At St. John’s Hospital in Butte, Montana, little Margy Reed (no relation) entered the world on August 27, 1916. The daughter of vaudeville performers Peter and Maybelle, Margy would go on to international renown as a revered, multi-talented entertainer.
Thirteen years later, as she and her mother browsed a telephone book in search of a new, professional name, Margy chose the one for which she would be known the rest of her life—Martha Raye.
Show business defined her for seven decades. She was only three years old when she began appearing on stages with her parents. She sang and acted her way into a stardom that only faded with ill health late in life. Her filmography includes 26 movies and dozens of appearances on television shows, including one of her own she hosted for three seasons in the 1950s. Wherever she sang, her powerful voice could shake walls.
Raye played Charlie Chaplin’s wife in the 1947 comedy, Monsieur Verdoux, perhaps her most notable film role.
As a comedian, she joked often about her over-sized mouth. I still remember the commercials she did for a popular denture cleanser in the 1980s. They ended with a huge, toothy grin and her famous line, “Take it from a big mouth: New Polident Green gets tough stains clean!”

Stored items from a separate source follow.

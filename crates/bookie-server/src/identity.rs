//! Bookie identity resolution
//!
//! A bookie is known to clients by an address (`host:port`) and registered
//! under an id. The address comes from, in order:
//! 1. the configured advertised address, taken verbatim
//! 2. the first usable address of the configured listening interface
//! 3. the addresses the local hostname resolves to
//!
//! The id is the configured bookie id when set, otherwise the address.

use bookie_common::{BookieId, Error, HostPort, Result, ServerConfig};
use std::net::{IpAddr, ToSocketAddrs};
use tracing::{debug, warn};

/// Interface name meaning "use the host's default address"
pub const DEFAULT_INTERFACE: &str = "default";

/// Source of the host's network facts
pub trait NetworkEnvironment: Send + Sync {
    /// Addresses bound to interface `name`, `None` if no such interface
    fn interface_addresses(&self, name: &str) -> Option<Vec<IpAddr>>;

    /// Addresses the local hostname resolves to
    fn default_addresses(&self) -> Vec<IpAddr>;

    /// Fully qualified hostname of this host
    fn hostname(&self) -> Option<String>;
}

/// Reads interfaces with `getifaddrs` and resolves the system hostname
#[derive(Clone, Copy, Debug, Default)]
pub struct SystemNetwork;

impl NetworkEnvironment for SystemNetwork {
    fn interface_addresses(&self, name: &str) -> Option<Vec<IpAddr>> {
        let interfaces = match nix::ifaddrs::getifaddrs() {
            Ok(interfaces) => interfaces,
            Err(e) => {
                warn!("Failed to list network interfaces: {}", e);
                return None;
            }
        };

        let mut found = false;
        let mut addrs = Vec::new();
        for ifaddr in interfaces.filter(|ifaddr| ifaddr.interface_name == name) {
            found = true;
            let Some(address) = ifaddr.address else {
                continue;
            };
            if let Some(v4) = address.as_sockaddr_in() {
                addrs.push(IpAddr::V4(v4.ip()));
            } else if let Some(v6) = address.as_sockaddr_in6() {
                addrs.push(IpAddr::V6(v6.ip()));
            }
        }
        found.then_some(addrs)
    }

    fn default_addresses(&self) -> Vec<IpAddr> {
        let Some(hostname) = self.hostname() else {
            return Vec::new();
        };
        match (hostname.as_str(), 0).to_socket_addrs() {
            Ok(addrs) => addrs.map(|addr| addr.ip()).collect(),
            Err(e) => {
                warn!("Failed to resolve hostname {}: {}", hostname, e);
                Vec::new()
            }
        }
    }

    fn hostname(&self) -> Option<String> {
        gethostname::gethostname().into_string().ok()
    }
}

/// Resolved identity of a bookie
#[derive(Clone, Debug, PartialEq, Eq)]
pub struct BookieIdentity {
    /// Network address; absent only when an explicit id is configured and
    /// no address could be resolved
    pub address: Option<HostPort>,
    pub id: BookieId,
}

fn non_blank(value: Option<&str>) -> Option<&str> {
    value.map(str::trim).filter(|v| !v.is_empty())
}

/// Resolve the address the bookie advertises to clients
pub fn resolve_address(config: &ServerConfig, env: &dyn NetworkEnvironment) -> Result<HostPort> {
    let port = config.bookie_port;

    if let Some(advertised) = non_blank(config.advertised_address.as_deref()) {
        debug!("Using advertised address {}", advertised);
        return Ok(HostPort::new(advertised, port));
    }

    let interface = non_blank(config.listening_interface.as_deref())
        .filter(|name| *name != DEFAULT_INTERFACE);
    let candidates = match interface {
        Some(name) => env.interface_addresses(name).unwrap_or_else(|| {
            warn!(
                "Listening interface {} not found, falling back to the default address",
                name
            );
            env.default_addresses()
        }),
        None => env.default_addresses(),
    };

    let ip = pick_address(&candidates, config.allow_loopback)?;

    let host = if config.use_host_name_as_bookie_id {
        let hostname = env.hostname().ok_or_else(|| {
            Error::AddressResolution("hostname of this host is unavailable".to_string())
        })?;
        if config.use_short_host_name {
            hostname
                .split('.')
                .next()
                .unwrap_or(hostname.as_str())
                .to_string()
        } else {
            hostname
        }
    } else {
        ip.to_string()
    };

    Ok(HostPort::new(host, port))
}

/// First non-loopback address, IPv4 preferred; loopback only when allowed
fn pick_address(candidates: &[IpAddr], allow_loopback: bool) -> Result<IpAddr> {
    let routable = candidates
        .iter()
        .filter(|ip| !ip.is_loopback() && !ip.is_unspecified());
    if let Some(ip) = routable.clone().find(|ip| ip.is_ipv4()).or_else(|| routable.clone().next()) {
        return Ok(*ip);
    }

    match candidates.iter().find(|ip| ip.is_loopback()) {
        Some(ip) if allow_loopback => Ok(*ip),
        Some(ip) => Err(Error::AddressResolution(format!(
            "only loopback address {ip} is available; set allow_loopback to use it"
        ))),
        None => Err(Error::AddressResolution(
            "no usable network address found".to_string(),
        )),
    }
}

/// Resolve the id the bookie registers under
///
/// A configured id is returned verbatim, even when empty.
pub fn resolve_id(config: &ServerConfig, env: &dyn NetworkEnvironment) -> Result<BookieId> {
    if let Some(id) = &config.bookie_id {
        return Ok(BookieId::new(id.clone()));
    }
    resolve_address(config, env).map(|addr| BookieId::from(&addr))
}

/// Resolve both address and id
///
/// Fails only when no address can be resolved and no id is configured.
pub fn resolve(config: &ServerConfig, env: &dyn NetworkEnvironment) -> Result<BookieIdentity> {
    match (resolve_address(config, env), &config.bookie_id) {
        (Ok(address), Some(id)) => Ok(BookieIdentity {
            address: Some(address),
            id: BookieId::new(id.clone()),
        }),
        (Ok(address), None) => Ok(BookieIdentity {
            id: BookieId::from(&address),
            address: Some(address),
        }),
        (Err(e), Some(id)) => {
            warn!("Using configured bookie id {:?} without an address: {}", id, e);
            Ok(BookieIdentity {
                address: None,
                id: BookieId::new(id.clone()),
            })
        }
        (Err(e), None) => Err(e),
    }
}

#[cfg(test)]
pub(crate) mod test_network {
    use super::*;
    use std::collections::HashMap;

    /// Network environment with fixed answers
    #[derive(Default)]
    pub struct FakeNetwork {
        pub interfaces: HashMap<String, Vec<IpAddr>>,
        pub defaults: Vec<IpAddr>,
        pub hostname: Option<String>,
    }

    impl FakeNetwork {
        pub fn host(ip: &str, hostname: &str) -> Self {
            Self {
                interfaces: HashMap::from([
                    ("eth0".to_string(), vec![ip.parse().unwrap()]),
                    ("lo".to_string(), vec!["127.0.0.1".parse().unwrap()]),
                ]),
                defaults: vec![ip.parse().unwrap()],
                hostname: Some(hostname.to_string()),
            }
        }
    }

    impl NetworkEnvironment for FakeNetwork {
        fn interface_addresses(&self, name: &str) -> Option<Vec<IpAddr>> {
            self.interfaces.get(name).cloned()
        }

        fn default_addresses(&self) -> Vec<IpAddr> {
            self.defaults.clone()
        }

        fn hostname(&self) -> Option<String> {
            self.hostname.clone()
        }
    }
}

#[cfg(test)]
mod tests {
    use super::test_network::FakeNetwork;
    use super::*;

    fn base_config() -> ServerConfig {
        ServerConfig {
            bookie_port: 3181,
            ..ServerConfig::default()
        }
    }

    #[test]
    fn test_advertised_address_is_verbatim() {
        let env = FakeNetwork::default();
        for interface in [None, Some("eth0"), Some("no-such-iface"), Some("default")] {
            let config = ServerConfig {
                advertised_address: Some("127.0.0.1".to_string()),
                listening_interface: interface.map(str::to_string),
                ..base_config()
            };
            let identity = resolve(&config, &env).unwrap();
            assert_eq!(identity.address, Some(HostPort::new("127.0.0.1", 3181)));
            assert_eq!(identity.id.as_str(), "127.0.0.1:3181");
        }

        // Not validated as an IP address
        let config = ServerConfig {
            advertised_address: Some(" 256.256.256.256 ".to_string()),
            ..base_config()
        };
        assert_eq!(
            resolve_address(&config, &env).unwrap().to_string(),
            "256.256.256.256:3181"
        );
    }

    #[test]
    fn test_interface_address() {
        let mut env = FakeNetwork::host("10.0.0.5", "bookie1.example.com");
        env.interfaces
            .insert("eth1".to_string(), vec!["fe80::1".parse().unwrap(), "10.1.0.9".parse().unwrap()]);
        let config = ServerConfig {
            listening_interface: Some("eth1".to_string()),
            ..base_config()
        };
        assert_eq!(resolve_address(&config, &env).unwrap(), HostPort::new("10.1.0.9", 3181));
    }

    #[test]
    fn test_unknown_interface_falls_back_to_default() {
        let env = FakeNetwork::host("10.0.0.5", "bookie1.example.com");
        let config = ServerConfig {
            listening_interface: Some("no-such-iface".to_string()),
            ..base_config()
        };
        assert_eq!(resolve_address(&config, &env).unwrap(), HostPort::new("10.0.0.5", 3181));
    }

    #[test]
    fn test_loopback_requires_permission() {
        let env = FakeNetwork::host("10.0.0.5", "bookie1.example.com");
        let config = ServerConfig {
            listening_interface: Some("lo".to_string()),
            ..base_config()
        };
        assert!(matches!(
            resolve_address(&config, &env),
            Err(Error::AddressResolution(_))
        ));

        let config = ServerConfig {
            allow_loopback: true,
            ..config
        };
        assert_eq!(resolve_address(&config, &env).unwrap(), HostPort::new("127.0.0.1", 3181));
    }

    #[test]
    fn test_hostname_as_address() {
        let env = FakeNetwork::host("10.0.0.5", "bookie1.example.com");
        let config = ServerConfig {
            use_host_name_as_bookie_id: true,
            ..base_config()
        };
        assert_eq!(
            resolve_id(&config, &env).unwrap().as_str(),
            "bookie1.example.com:3181"
        );

        let config = ServerConfig {
            use_short_host_name: true,
            ..config
        };
        assert_eq!(resolve_id(&config, &env).unwrap().as_str(), "bookie1:3181");
    }

    #[test]
    fn test_explicit_id() {
        let env = FakeNetwork::host("10.0.0.5", "bookie1.example.com");
        let config = ServerConfig {
            bookie_id: Some("my-bookie".to_string()),
            ..base_config()
        };
        let identity = resolve(&config, &env).unwrap();
        assert_eq!(identity.id.as_str(), "my-bookie");
        assert_eq!(identity.address, Some(HostPort::new("10.0.0.5", 3181)));

        // Empty ids are accepted as given
        let config = ServerConfig {
            bookie_id: Some(String::new()),
            ..base_config()
        };
        assert_eq!(resolve_id(&config, &env).unwrap().as_str(), "");
    }

    #[test]
    fn test_resolution_fails_only_without_any_source() {
        let env = FakeNetwork::default();
        assert!(matches!(
            resolve(&base_config(), &env),
            Err(Error::AddressResolution(_))
        ));

        let config = ServerConfig {
            bookie_id: Some("standalone".to_string()),
            ..base_config()
        };
        let identity = resolve(&config, &env).unwrap();
        assert_eq!(identity.address, None);
        assert_eq!(identity.id.as_str(), "standalone");
    }

    #[test]
    fn test_system_network_unknown_interface() {
        assert_eq!(SystemNetwork.interface_addresses("no-such-iface-0"), None);
    }
}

Martha welcomed the laughs her legendary mouth evoked. David C. Tucker’s biography, Martha Raye: Film and Television Clown, quotes her as saying in 1936, “Go ahead and laugh. It’s my face and I guess I’m stuck with it, but what of it? It got me a contract at Paramount Studios. What has your face done for you lately?”
Raye’s longest love affair was not with any of husbands. It was with the men and women of America’s armed forces. She joined the USO (United Services Organization) shortly after Pearl Harbor and performed for adoring audiences of troops through both the Korean and Vietnam conflicts. She was a national vice president for the POW-MIA organization.
Those experiences earned her honorary military designations, including Lt. Colonel in the Army and Colonel in the Marine Corps. Troops in Vietnam dubbed her “Colonel Maggie.”
Martha’s affection for the troops was rivaled only by her love of the country. She told a Hollywood interviewer in 1984, “I believe in the Constitution, strength in national defense, limited government, individual freedom, and personal responsibility. They reinforce that the United States is the greatest country in the world, and we can all be eternally grateful to our Founding Fathers for the beautiful legacy they left us.”
The year before she died, Martha Raye was belatedly awarded the Presidential Medal of Freedom. The citation read, in part, “A talented performer whose career spans the better part of a century, Martha Raye has delighted audiences and uplifted spirits around the globe. She brought her tremendous comedic and musical skills to her work in film, stage, and television, helping to shape American entertainment…The American people honor Martha Raye, a woman who has tirelessly used her gifts to benefit the lives of her fellow Americans.”
At the 1969 Academy Awards ceremony, comedian Bob Hope presented Martha with a humanitarian award for “her devoted and often dangerous work in entertaining troops in combat areas almost continuously since World War II.” Jean Pitrone’s biography of Raye notes that at the time of her death in 1994 at age 78, Hope said “She was Florence Nightingale, Dear Abby, and the only singer who could be heard over the artillery fire.”